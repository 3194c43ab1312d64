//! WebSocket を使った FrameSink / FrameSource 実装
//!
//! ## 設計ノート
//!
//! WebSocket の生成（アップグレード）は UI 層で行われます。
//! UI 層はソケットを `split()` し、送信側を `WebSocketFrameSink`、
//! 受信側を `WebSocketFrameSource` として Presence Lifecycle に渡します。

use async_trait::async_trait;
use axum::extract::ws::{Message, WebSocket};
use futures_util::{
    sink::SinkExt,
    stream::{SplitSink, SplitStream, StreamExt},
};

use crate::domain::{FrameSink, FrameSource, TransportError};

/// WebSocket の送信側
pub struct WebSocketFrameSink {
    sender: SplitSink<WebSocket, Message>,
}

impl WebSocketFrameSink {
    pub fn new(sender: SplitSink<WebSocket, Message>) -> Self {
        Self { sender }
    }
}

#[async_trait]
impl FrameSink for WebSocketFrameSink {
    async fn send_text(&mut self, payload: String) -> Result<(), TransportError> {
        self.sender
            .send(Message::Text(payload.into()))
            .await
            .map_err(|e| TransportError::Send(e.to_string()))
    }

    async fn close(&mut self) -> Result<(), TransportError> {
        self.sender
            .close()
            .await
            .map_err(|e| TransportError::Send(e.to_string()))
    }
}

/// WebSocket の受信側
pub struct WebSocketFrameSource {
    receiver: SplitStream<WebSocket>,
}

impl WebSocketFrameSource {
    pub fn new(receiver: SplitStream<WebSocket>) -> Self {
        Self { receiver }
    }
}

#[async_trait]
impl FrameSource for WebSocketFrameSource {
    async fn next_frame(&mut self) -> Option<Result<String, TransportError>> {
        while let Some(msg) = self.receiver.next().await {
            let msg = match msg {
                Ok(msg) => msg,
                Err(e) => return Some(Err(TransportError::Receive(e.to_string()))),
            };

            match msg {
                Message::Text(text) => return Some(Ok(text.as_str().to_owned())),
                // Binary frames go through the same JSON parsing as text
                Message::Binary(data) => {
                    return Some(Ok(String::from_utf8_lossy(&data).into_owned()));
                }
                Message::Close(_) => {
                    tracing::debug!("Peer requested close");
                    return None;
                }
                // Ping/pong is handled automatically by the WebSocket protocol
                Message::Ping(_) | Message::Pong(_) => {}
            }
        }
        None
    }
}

::::::

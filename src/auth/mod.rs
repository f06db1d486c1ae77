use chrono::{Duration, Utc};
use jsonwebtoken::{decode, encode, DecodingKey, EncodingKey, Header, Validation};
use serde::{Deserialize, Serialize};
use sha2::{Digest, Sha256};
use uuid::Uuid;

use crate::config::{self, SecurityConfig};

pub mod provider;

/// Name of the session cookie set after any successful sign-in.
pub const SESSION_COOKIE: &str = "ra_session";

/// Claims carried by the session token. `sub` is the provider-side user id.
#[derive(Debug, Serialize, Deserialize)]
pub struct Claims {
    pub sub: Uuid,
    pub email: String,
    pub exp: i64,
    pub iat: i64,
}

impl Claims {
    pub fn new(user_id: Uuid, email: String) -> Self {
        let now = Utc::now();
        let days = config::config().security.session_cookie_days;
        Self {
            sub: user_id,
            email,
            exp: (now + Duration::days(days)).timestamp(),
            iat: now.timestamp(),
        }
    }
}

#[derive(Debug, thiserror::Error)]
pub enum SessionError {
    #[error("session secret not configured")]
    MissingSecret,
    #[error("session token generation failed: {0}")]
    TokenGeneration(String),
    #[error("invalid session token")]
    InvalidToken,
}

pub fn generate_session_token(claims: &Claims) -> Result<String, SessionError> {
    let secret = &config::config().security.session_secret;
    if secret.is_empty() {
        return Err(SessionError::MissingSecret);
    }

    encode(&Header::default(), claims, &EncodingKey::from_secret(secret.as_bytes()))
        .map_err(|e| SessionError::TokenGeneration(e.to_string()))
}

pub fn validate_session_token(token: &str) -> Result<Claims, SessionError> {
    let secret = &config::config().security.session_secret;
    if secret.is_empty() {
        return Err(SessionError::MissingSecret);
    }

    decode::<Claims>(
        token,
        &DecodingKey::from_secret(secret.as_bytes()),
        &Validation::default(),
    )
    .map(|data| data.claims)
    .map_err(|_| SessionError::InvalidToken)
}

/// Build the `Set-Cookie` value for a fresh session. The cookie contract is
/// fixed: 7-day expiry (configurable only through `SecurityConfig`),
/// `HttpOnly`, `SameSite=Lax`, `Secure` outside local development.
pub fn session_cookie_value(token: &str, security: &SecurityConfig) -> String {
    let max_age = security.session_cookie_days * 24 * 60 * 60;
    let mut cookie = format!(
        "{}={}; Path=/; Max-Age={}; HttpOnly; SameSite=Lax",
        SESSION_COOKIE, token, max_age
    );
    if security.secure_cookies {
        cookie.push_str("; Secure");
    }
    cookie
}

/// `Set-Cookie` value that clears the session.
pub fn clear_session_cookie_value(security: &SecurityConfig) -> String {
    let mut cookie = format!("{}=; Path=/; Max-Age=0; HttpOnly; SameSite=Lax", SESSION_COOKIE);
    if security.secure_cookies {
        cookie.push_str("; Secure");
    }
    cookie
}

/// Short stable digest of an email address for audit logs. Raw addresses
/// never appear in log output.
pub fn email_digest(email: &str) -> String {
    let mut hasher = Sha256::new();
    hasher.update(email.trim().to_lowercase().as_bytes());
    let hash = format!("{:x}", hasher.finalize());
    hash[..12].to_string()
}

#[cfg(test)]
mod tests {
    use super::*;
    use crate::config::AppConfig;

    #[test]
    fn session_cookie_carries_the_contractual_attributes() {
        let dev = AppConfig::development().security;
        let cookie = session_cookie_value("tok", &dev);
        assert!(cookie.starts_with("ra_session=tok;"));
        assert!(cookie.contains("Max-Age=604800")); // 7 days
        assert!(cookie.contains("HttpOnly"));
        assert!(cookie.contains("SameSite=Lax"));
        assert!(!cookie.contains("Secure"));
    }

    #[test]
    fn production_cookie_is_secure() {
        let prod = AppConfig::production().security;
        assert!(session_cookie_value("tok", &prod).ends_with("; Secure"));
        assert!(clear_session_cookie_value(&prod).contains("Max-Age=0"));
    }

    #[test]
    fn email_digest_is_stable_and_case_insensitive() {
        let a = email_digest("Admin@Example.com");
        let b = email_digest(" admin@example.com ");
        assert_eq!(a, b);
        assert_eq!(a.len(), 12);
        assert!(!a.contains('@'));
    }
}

::::::

In the lines above, find each one with "WebSocketFrameSource" and list it.

//! 受信側を `WebSocketFrameSource` として Presence Lifecycle に渡します。
pub struct WebSocketFrameSource {
impl WebSocketFrameSource {
impl FrameSource for WebSocketFrameSource {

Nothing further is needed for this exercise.